Last week New Yorker author Susan Orlean turned to Twitter in search of books to replace her son’s cherished “Magic Treehouse” books, asking her 65,000+ followers to suggest books for her five-and-a-half-year old using the hashtag #booksthatchangekidsworlds. She then posted a few hundred of these suggestions in an article on the New Yorker website. Not all the books on there are age appropriate, or readily inspire the image of a mother-son pair curled up in bed enjoying a quick story (I don’t know about you but the dictionary was never on my bedtime reading list). Still, looking through the titles brought me back a bit to my own childhood. Frog and Toad, anyone? Or perhaps The Boxcar Children. There’s a copy of The Little Prince on my bookshelf right now.

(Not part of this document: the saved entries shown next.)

//! First and second moments of a set of asset returns.

use ndarray::{Array1, Array2};
use serde::{Deserialize, Serialize};
use tangent_data::ReturnSeries;

use crate::{
    covariance::{CovarianceEstimator, SampleCovariance, is_symmetric},
    error::{Result, RiskError},
    metrics::{self, PortfolioStats, TRADING_DAYS_PER_YEAR},
};

/// Per-period mean returns and covariance of an ordered asset universe.
///
/// Every optimizer problem consumes one of these. The mean vector may be
/// replaced (for example by Black-Litterman posterior returns) while the
/// covariance stays the historical estimate.
#[derive(Debug, Clone, PartialEq, Serialize, Deserialize)]
pub struct AssetMoments {
    assets: Vec<String>,
    mean: Array1<f64>,
    covariance: Array2<f64>,
    periods_per_year: f64,
}

impl AssetMoments {
    /// Build moments from explicit parts.
    ///
    /// # Arguments
    /// * `assets` - Asset identifiers, defining the weight order
    /// * `mean` - Per-period mean return of each asset
    /// * `covariance` - Symmetric per-period covariance matrix
    ///
    /// The annualisation factor defaults to [`TRADING_DAYS_PER_YEAR`].
    pub fn new(assets: Vec<String>, mean: Array1<f64>, covariance: Array2<f64>) -> Result<Self> {
        let n = assets.len();
        if mean.len() != n {
            return Err(RiskError::DimensionMismatch {
                expected: n,
                actual: mean.len(),
            });
        }
        if covariance.dim() != (n, n) {
            return Err(RiskError::DimensionMismatch {
                expected: n,
                actual: covariance.nrows().max(covariance.ncols()),
            });
        }
        if mean.iter().chain(covariance.iter()).any(|v| !v.is_finite()) {
            return Err(RiskError::MissingValues);
        }
        if !is_symmetric(&covariance, 1e-10) {
            return Err(RiskError::InvalidParameter(
                "covariance matrix must be symmetric".to_string(),
            ));
        }

        Ok(Self {
            assets,
            mean,
            covariance,
            periods_per_year: TRADING_DAYS_PER_YEAR,
        })
    }

    /// Estimate moments from a complete return series.
    ///
    /// The mean is the arithmetic per-period mean; the covariance comes from
    /// `estimator`.
    pub fn from_returns<E>(returns: &ReturnSeries, estimator: &E) -> Result<Self>
    where
        E: CovarianceEstimator + ?Sized,
    {
        if returns.len() < 2 {
            return Err(RiskError::InsufficientData {
                required: 2,
                actual: returns.len(),
            });
        }
        if !returns.is_complete() {
            return Err(RiskError::MissingValues);
        }
        let mean = returns.mean()?;
        let covariance = estimator.estimate(returns.values())?;
        Self::new(returns.assets().to_vec(), mean, covariance)
    }

    /// Estimate moments with the unbiased sample covariance.
    pub fn from_returns_sample(returns: &ReturnSeries) -> Result<Self> {
        Self::from_returns(returns, &SampleCovariance::default())
    }

    /// Override the annualisation factor.
    pub fn with_periods_per_year(mut self, periods_per_year: f64) -> Result<Self> {
        if !periods_per_year.is_finite() || periods_per_year <= 0.0 {
            return Err(RiskError::InvalidParameter(format!(
                "periods per year must be positive, got {periods_per_year}"
            )));
        }
        self.periods_per_year = periods_per_year;
        Ok(self)
    }

    /// Replace the mean vector, keeping assets and covariance.
    pub fn with_mean(mut self, mean: Array1<f64>) -> Result<Self> {
        if mean.len() != self.assets.len() {
            return Err(RiskError::DimensionMismatch {
                expected: self.assets.len(),
                actual: mean.len(),
            });
        }
        if mean.iter().any(|v| !v.is_finite()) {
            return Err(RiskError::MissingValues);
        }
        self.mean = mean;
        Ok(self)
    }

    /// Asset identifiers.
    pub fn assets(&self) -> &[String] {
        &self.assets
    }

    /// Per-period mean returns.
    pub const fn mean(&self) -> &Array1<f64> {
        &self.mean
    }

    /// Per-period covariance matrix.
    pub const fn covariance(&self) -> &Array2<f64> {
        &self.covariance
    }

    /// Annualisation factor.
    pub const fn periods_per_year(&self) -> f64 {
        self.periods_per_year
    }

    /// Number of assets.
    pub fn len(&self) -> usize {
        self.assets.len()
    }

    /// Whether the universe is empty.
    pub fn is_empty(&self) -> bool {
        self.assets.is_empty()
    }

    fn check_weights(&self, weights: &Array1<f64>) -> Result<()> {
        if weights.len() != self.assets.len() {
            return Err(RiskError::DimensionMismatch {
                expected: self.assets.len(),
                actual: weights.len(),
            });
        }
        Ok(())
    }

    /// Annualised portfolio return.
    pub fn portfolio_return(&self, weights: &Array1<f64>) -> Result<f64> {
        self.check_weights(weights)?;
        Ok(metrics::portfolio_return(
            weights,
            &self.mean,
            self.periods_per_year,
        ))
    }

    /// Annualised portfolio variance.
    pub fn portfolio_variance(&self, weights: &Array1<f64>) -> Result<f64> {
        self.check_weights(weights)?;
        Ok(metrics::portfolio_variance(
            weights,
            &self.covariance,
            self.periods_per_year,
        ))
    }

    /// Annualised portfolio standard deviation.
    pub fn portfolio_stddev(&self, weights: &Array1<f64>) -> Result<f64> {
        self.check_weights(weights)?;
        Ok(metrics::portfolio_stddev(
            weights,
            &self.covariance,
            self.periods_per_year,
        ))
    }

    /// Annualised Sharpe ratio; errors on zero volatility.
    pub fn portfolio_sharpe(&self, weights: &Array1<f64>, risk_free_rate: f64) -> Result<f64> {
        self.check_weights(weights)?;
        metrics::portfolio_sharpe(
            weights,
            &self.mean,
            &self.covariance,
            risk_free_rate,
            self.periods_per_year,
        )
    }

    /// Risk-aversion utility `R - (λ/2) s`.
    pub fn portfolio_utility(&self, weights: &Array1<f64>, risk_aversion: f64) -> Result<f64> {
        self.check_weights(weights)?;
        Ok(metrics::portfolio_utility(
            weights,
            &self.mean,
            &self.covariance,
            risk_aversion,
            self.periods_per_year,
        ))
    }

    /// Return, standard deviation and Sharpe ratio in one pass.
    pub fn stats(&self, weights: &Array1<f64>, risk_free_rate: f64) -> Result<PortfolioStats> {
        Ok(PortfolioStats::new(
            self.portfolio_return(weights)?,
            self.portfolio_stddev(weights)?,
            risk_free_rate,
        ))
    }

    /// Annualised mean return of every asset.
    pub fn annualized_returns(&self) -> Array1<f64> {
        metrics::annualized_asset_returns(&self.mean, self.periods_per_year)
    }
}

The National Book Critics Circle Finalists were announced over the weekend, and I’m ashamed to admit that, while I did purchase one book on the list as a Christmas gift, I’ve heard of only a minority of these titles and have read exactly zero.
I’ve never been all that interested in new releases; if it’s still in hard cover at the bookstore, I’m probably not going to even look at it. I’m the type of person that doesn’t like to buy books online even, because I like to pick them up, hold them, before I make a final decision. And hard covers just never feel right.

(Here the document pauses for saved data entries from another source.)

//! Configuration file for the command-line interface.

use serde::{Deserialize, Serialize};
use std::{fs, path::Path};
use tangent::{
    AdvisorConfig, BacktestConfig, optimize::FrontierConfig, risk::BlackLittermanConfig,
};

/// Settings read from `--config <file.json>`; every section is optional.
#[derive(Debug, Clone, Default, PartialEq, Serialize, Deserialize)]
#[serde(default)]
pub(crate) struct AppConfig {
    pub(crate) advisor: AdvisorConfig,
    pub(crate) frontier: FrontierConfig,
    pub(crate) backtest: BacktestConfig,
    pub(crate) black_litterman: BlackLittermanConfig,
}

impl AppConfig {
    pub(crate) fn load(path: Option<&Path>) -> Result<Self, Box<dyn std::error::Error>> {
        let Some(path) = path else {
            return Ok(Self::default());
        };
        let text = fs::read_to_string(path)
            .map_err(|e| format!("Failed to read config {}: {e}", path.display()))?;
        Ok(serde_json::from_str(&text)?)
    }
}

#[cfg(test)]
mod tests {
    use super::*;
    use tangent::{Split, risk::CovarianceMethod};

    #[test]
    fn test_partial_config() {
        let config: AppConfig = serde_json::from_str(
            r#"{
                "backtest": {"split": {"training": 500}, "rebalancing_period": 21},
                "advisor": {"covariance": {"method": "ledoit_wolf"}},
                "frontier": {"points": 20, "seed": 7}
            }"#,
        )
        .unwrap();

        assert_eq!(config.backtest.split, Split::Training(500));
        assert_eq!(config.backtest.rebalancing_period, Some(21));
        assert!(!config.backtest.slicing);
        assert!(matches!(
            config.advisor.covariance,
            CovarianceMethod::LedoitWolf(_)
        ));
        assert_eq!(config.frontier.points, 20);
        assert_eq!(config.frontier.samples, 30_000);
        assert_eq!(config.black_litterman, BlackLittermanConfig::default());
    }

    #[test]
    fn test_missing_file_is_default() {
        assert_eq!(AppConfig::load(None).unwrap(), AppConfig::default());
    }
}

But still, none of that seems to give me, a literary person, an excuse to have read none of these books and therefore be in no position to comment upon their worthiness (or otherwise). And I wonder: Is this a symptom of having spent too many years with English curriculums that seem to set an inverse ratio between date of publication and quality? That seem to ignore a book until there is a body of literature surrounding and cushioning it?

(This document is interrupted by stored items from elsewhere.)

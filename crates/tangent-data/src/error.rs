//! Error types for data operations.

use thiserror::Error;

/// Result type for data operations.
pub type Result<T> = std::result::Result<T, DataError>;

/// Errors that can occur during data operations.
#[derive(Debug, Error)]
pub enum DataError {
    /// CSV reading error
    #[error("CSV error: {0}")]
    Csv(#[from] csv::Error),

    /// IO error
    #[error("IO error: {0}")]
    Io(#[from] std::io::Error),

    /// Data parsing error
    #[error("Data parsing error: {0}")]
    Parse(String),

    /// Dates are not strictly increasing
    #[error("Dates must be strictly increasing: {previous} is followed by {next}")]
    UnsortedDates {
        /// Earlier row date
        previous: String,
        /// Offending row date
        next: String,
    },

    /// Dimension mismatch
    #[error("Dimension mismatch: expected {expected}, got {actual}")]
    DimensionMismatch {
        /// Expected dimension
        expected: usize,
        /// Actual dimension
        actual: usize,
    },

    /// Asset listed twice
    #[error("Duplicate asset: {0}")]
    DuplicateAsset(String),

    /// Asset not present in the table
    #[error("Unknown asset: {0}")]
    UnknownAsset(String),

    /// Market capitalisation missing for an asset
    #[error("Missing market cap for {0}")]
    MissingMarketCap(String),

    /// Market capitalisation is zero, negative or not finite
    #[error("Invalid market cap for {asset}: {value}")]
    InvalidMarketCap {
        /// Asset identifier
        asset: String,
        /// Supplied value
        value: f64,
    },

    /// Lookback window is zero, negative or not finite
    #[error("Invalid lookback: {0} years")]
    InvalidLookback(f64),

    /// Not enough rows for the requested operation
    #[error("Insufficient data: need at least {required} rows, got {actual}")]
    InsufficientData {
        /// Required number of rows
        required: usize,
        /// Actual number of rows
        actual: usize,
    },
}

It isn’t until college, I suspect, that most people start to receive a more balanced canon, but while most universities have courses on Shakespeare or American Literature of the 1800s or Modernism, it can be difficult to find classes devoted entirely to, say, literature of the past five or ten years. So why is it that, as a system, we turn the readers of today and tomorrow away from the writers of today and tomorrow? There is value, to be sure, in understanding which authors and trends, which pieces of history, got us to where we are today. It is important to understand how books and authors speak to one another across the years. But without the link to contemporary writing–and I don’t mean contemporary as thirty or forty years ago but rather as two, as three–we’re creating readers who only know how to look backward.